日本の安打製造機

メジャー開幕前にレッズを退団した秋山
メジャー・リーグ開幕を目前に、MLB・レッズが
秋山翔吾の退団を発表した。今後はフリーエージェントとして米国で所属先を探すか、日本に復帰してプレーするか決断が注目される。
秋山は
西武在籍時に、シーズン最多安打のタイトルを4度獲得。2015年にマークした216安打はNPB歴代最多記録だ。17年に打率.322で首位打者を獲得するなど日本球界を代表する安打製造機として活躍した。体もタフで、15年から5シーズン連続フルイニング出場を達成。14年9月6日の
ソフトバンク戦(ヤフオクドーム)から継続中の記録を739試合に更新し、パ・リーグ記録、NPB歴代単独2位の記録を樹立した。19年オフに海外FA権を行使した際は複数球団による争奪戦となり、レッズと3年契約を結んだ。
メジャーでは結果を残せず
だが、異国の地で思い描いた活躍をできなかった。1年目の20年は54試合出場で打率.245、0本塁打、9打点。打撃不振に苦しんだが、9月はチーム最高の月間打率.317、出塁率.459を記録するなど一番打者に定着するなど光も見えた。

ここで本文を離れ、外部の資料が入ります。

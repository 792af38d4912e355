use std::fmt;
use thiserror::Error;
use uuid::Uuid;

/// Rule field identifiers used to point validation errors at the offending input
#[derive(
    Debug,
    Clone,
    Copy,
    PartialEq,
    Eq,
    Hash,
    PartialOrd,
    Ord,
    strum::Display,
    strum::EnumString,
    strum::EnumIter,
    strum::AsRefStr,
)]
pub enum Field {
    #[strum(serialize = "name")]
    Name,
    #[strum(serialize = "proto")]
    Protocol,
    #[strum(serialize = "mode")]
    Mode,
    #[strum(serialize = "action")]
    Action,
    #[strum(serialize = "src")]
    Source,
    #[strum(serialize = "dst")]
    Destination,
    #[strum(serialize = "port_src")]
    SourcePorts,
    #[strum(serialize = "port_dst")]
    DestinationPorts,
    #[strum(serialize = "active")]
    Active,
    #[strum(serialize = "policy")]
    Policy,
}

/// A single failed field of a rule in the working copy
#[derive(Debug, Clone, PartialEq, Eq)]
pub struct RuleIssue {
    /// Position of the rule in the working copy
    pub index: usize,
    pub rule_id: Uuid,
    pub field: Field,
    pub message: String,
}

impl fmt::Display for RuleIssue {
    fn fmt(&self, f: &mut fmt::Formatter<'_>) -> fmt::Result {
        write!(f, "rule #{} {}: {}", self.index + 1, self.field, self.message)
    }
}

/// Core error types for fwstage
#[derive(Debug, Error)]
pub enum Error {
    /// Input validation failed for one field
    #[error("Validation error in {field}: {message}")]
    Validation { field: Field, message: String },

    /// The working copy contains rules that fail validation
    #[error("{} invalid field(s) in working copy; first: {}", issues.len(), first_issue(issues))]
    InvalidRuleset { issues: Vec<RuleIssue> },

    /// Transport-level failure talking to the remote authority
    #[error("Request failed: {0}")]
    Request(String),

    /// The remote authority answered but declined the operation
    #[error("Remote authority rejected the request: {status}")]
    RemoteRejection { status: String },

    #[error("No rule with id {0} in working copy")]
    UnknownRule(Uuid),

    #[error("Index {index} out of range for {len} rules")]
    IndexOutOfRange { index: usize, len: usize },

    #[error("Ruleset limit reached ({0} rules)")]
    TooManyRules(usize),

    /// Operation needs a fetched snapshot first
    #[error("No ruleset snapshot has been fetched yet")]
    NoSnapshot,

    #[error("No matching confirmation is pending")]
    NoPendingConfirmation,

    /// I/O operation failed
    #[error("I/O error: {0}")]
    Io(#[from] std::io::Error),

    /// JSON serialization/deserialization failed
    #[error("JSON error: {0}")]
    Serialization(#[from] serde_json::Error),
}

fn first_issue(issues: &[RuleIssue]) -> String {
    issues
        .first()
        .map_or_else(|| "none".to_string(), ToString::to_string)
}

impl Error {
    pub fn validation(field: Field, message: impl Into<String>) -> Self {
        Self::Validation {
            field,
            message: message.into(),
        }
    }

    /// Returns `true` for failures of the remote round trip (transport or rejection)
    pub fn is_remote(&self) -> bool {
        matches!(self, Self::Request(_) | Self::RemoteRejection { .. })
    }

    /// Fields named by a validation error, in order of appearance
    pub fn fields(&self) -> Vec<Field> {
        match self {
            Self::Validation { field, .. } => vec![*field],
            Self::InvalidRuleset { issues } => issues.iter().map(|i| i.field).collect(),
            _ => Vec::new(),
        }
    }
}

pub type Result<T> = std::result::Result<T, Error>;
//! First-match evaluation of an ordered ruleset
//!
//! The remote authority is what actually filters traffic. This evaluator
//! reproduces the same contract locally so a staged ruleset can be checked
//! ("which rule would handle this packet?") before it is pushed, and so the
//! ordering operations of the staging store can be tested against it.

use crate::core::ruleset::{Action, AddressSpec, Mode, Policy, Protocol, Rule};
use std::net::IpAddr;

/// Transport protocol of a hypothetical packet
#[derive(Debug, Clone, Copy, PartialEq, Eq)]
pub enum Transport {
    Tcp,
    Udp,
    /// Anything without ports (ICMP, GRE, ...)
    Other,
}

/// Packet description used for evaluation
#[derive(Debug, Clone, PartialEq, Eq)]
pub struct Packet {
    pub direction: Mode,
    pub transport: Transport,
    pub source: IpAddr,
    pub destination: IpAddr,
    /// Ignored for [`Transport::Other`]
    pub source_port: u16,
    /// Ignored for [`Transport::Other`]
    pub destination_port: u16,
    pub in_interface: Option<String>,
    pub out_interface: Option<String>,
}

/// Outcome of evaluating a packet
#[derive(Debug, Clone, Copy, PartialEq, Eq)]
pub enum Verdict {
    /// Decided by the rule at this position
    Rule { index: usize, action: Action },
    /// No active rule matched
    Policy(Action),
}

impl Verdict {
    pub const fn action(self) -> Action {
        match self {
            Verdict::Rule { action, .. } | Verdict::Policy(action) => action,
        }
    }
}

/// Returns the action of the first active rule matching `packet`, else `policy`.
///
/// Rules whose source or destination specifier does not parse never match.
pub fn evaluate<'a, I>(rules: I, policy: Policy, packet: &Packet) -> Verdict
where
    I: IntoIterator<Item = &'a Rule>,
{
    rules
        .into_iter()
        .enumerate()
        .find(|(_, rule)| rule_matches(rule, packet))
        .map_or(Verdict::Policy(policy), |(index, rule)| Verdict::Rule {
            index,
            action: rule.action,
        })
}

/// Returns `true` if an active `rule` matches `packet`
pub fn rule_matches(rule: &Rule, packet: &Packet) -> bool {
    if !rule.active || rule.mode != packet.direction {
        return false;
    }

    let protocol_ok = match rule.protocol {
        Protocol::Any => true,
        Protocol::Tcp => packet.transport == Transport::Tcp,
        Protocol::Udp => packet.transport == Transport::Udp,
    };
    if !protocol_ok {
        return false;
    }

    let (Ok(source), Ok(destination)) = (
        rule.source.parse::<AddressSpec>(),
        rule.destination.parse::<AddressSpec>(),
    ) else {
        return false;
    };

    if !source.matches(packet.source, packet.in_interface.as_deref())
        || !destination.matches(packet.destination, packet.out_interface.as_deref())
    {
        return false;
    }

    // Port-less rules and packets match on addresses alone
    if !rule.protocol.supports_ports() || packet.transport == Transport::Other {
        return true;
    }

    rule.effective_source_ports().contains(packet.source_port)
        && rule
            .effective_destination_ports()
            .contains(packet.destination_port)
}
use anyhow::{anyhow, Result};
use card_fee_compare::catalog::ProviderCatalog;
use card_fee_compare::config::AppConfig;
use card_fee_compare::domain::report::EstimateRequest;
use card_fee_compare::service::display::round2;
use card_fee_compare::service::report_service::ReportService;
use clap::Parser;
use std::sync::Arc;
use tracing_subscriber::EnvFilter;

/// Ranks the catalog's card machine providers by estimated monthly cost
#[derive(Parser, Debug)]
#[command(name = "fee_report")]
#[command(about = "Ranks card machine providers by estimated monthly cost")]
struct FeeReportArgs {
    /// Annual card revenue in GBP
    annual_revenue_gbp: f64,
    /// Average transaction value in GBP
    avg_transaction_gbp: f64,
    /// Payment channels: in-person, online, over-phone
    #[arg(value_delimiter = ',', required = true)]
    channels: Vec<String>,
    /// Months to spread the device cost over (0 disables amortisation)
    #[arg(long)]
    amortise_months: Option<u32>,
}

fn main() -> Result<()> {
    tracing_subscriber::fmt()
        .with_env_filter(EnvFilter::from_default_env())
        .init();

    let args = FeeReportArgs::parse();
    let channels: Vec<String> = args
        .channels
        .iter()
        .map(|s| s.trim().to_string())
        .filter(|s| !s.is_empty())
        .collect();

    let cfg = AppConfig::from_env()?;
    let catalog = ProviderCatalog::load(cfg.catalog_path.as_deref())?;
    let service = ReportService::new(Arc::new(catalog), cfg.default_amortise_months);

    let report = service
        .estimate(EstimateRequest {
            annual_revenue_gbp: args.annual_revenue_gbp,
            avg_transaction_gbp: args.avg_transaction_gbp,
            channels,
            amortise_months: args.amortise_months,
        })
        .map_err(|(_, body)| anyhow!("{}: {}", body.error.code, body.error.message))?;

    println!(
        "monthly revenue £{:.0}, about {} transactions, device cost over {} months",
        report.summary.monthly_revenue, report.summary.monthly_transactions, report.amortise_months
    );
    if report.rows.is_empty() {
        println!("no provider in the catalog supports {}", report.channels.join(" + "));
        return Ok(());
    }
    for row in &report.rows {
        println!(
            "{:>2}. {:<28} £{:>9.2}/month  take-home £{:>10.2}  {}{}",
            row.rank,
            row.breakdown.provider_name,
            round2(row.breakdown.total_monthly),
            round2(row.take_home_monthly),
            row.transaction_fee_label,
            if row.is_lowest { "  (lowest cost)" } else { "" }
        );
    }
    Ok(())
}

昨年は度重なる故障の影響もあり、88試合出場で打率.204、0本塁打、12打点。外野のレギュラー陣が同年オフに他球団に移籍し、3年契約最終年の今季はチャンスだったが、オープン戦7試合出場で22打数4安打、打率.182と結果を残せなかった。秋山は退団が決まった際、レッズの公式ツイッター(日本語版)で、「シンシナティで過ごした時間、出逢ったスタッフ、選手の方々にとても感謝しています。またどこかでプレーする姿を見せられる時まで準備をしたいと思います」と思いを綴った。
メジャーでは試練を味わったが、今後の野球人生で大きな糧になるだろう。スポーツ紙記者は「33歳とまだまだ老け込む年ではない。もし日本球界に復帰という道を選択したら、複数球団による争奪戦になる可能性が高いと思います。高度な打撃技術は錆びついていないですし、外野の守備も球際に強い。守備でいえばメジャーでもハイレベルな部類でした。打席で何を意識しているか、どういうイメージで臨んでいるかなど野球に取り組む意識も高い。若手の良きお手本になるでしょう」と評価する。
苦しい戦いが続く古巣
古巣の西武ファンからは「復帰待望論」が強い。18、19年にリーグ連覇した際は破壊力抜群だった「山賊打線」のリードオフマンとして、不可欠な存在だった。秋山がレッズに移籍して以降、西武は20年に3位、昨年は42年ぶりの最下位に沈んだ。秋山の後釜となる一番打者を固定できず、得点力が低下。今年も
山川穂高、
森友哉と主軸が相次いで故障により戦線離脱して苦しい戦いが続いている。外野陣は
鈴木将平、
愛斗、
岸潤一郎、
若林楽人と将来が楽しみな若手が多いが、秋山が復帰すれば大きなプラスアルファになる。
また、ソフトバンクも獲得調査に乗り出していることがスポーツ各紙で報じられた。主軸の
栗原陵矢が3月30日の
ロッテ戦(ZOZOマリン)で外野守備による味方選手との激突で負傷。左ヒザ前十字靱帯断裂、および左外側半月板損傷の左ヒザ負傷の大ケガで長期離脱し、左翼のレギュラーを固定できていない。外野の層が薄い他球団も獲得を検討することは十分に考えられる。
米国でもう一度メジャー復帰を目指すか、それとも日本球界で再チャレンジするか――。秋山の決断が注目される。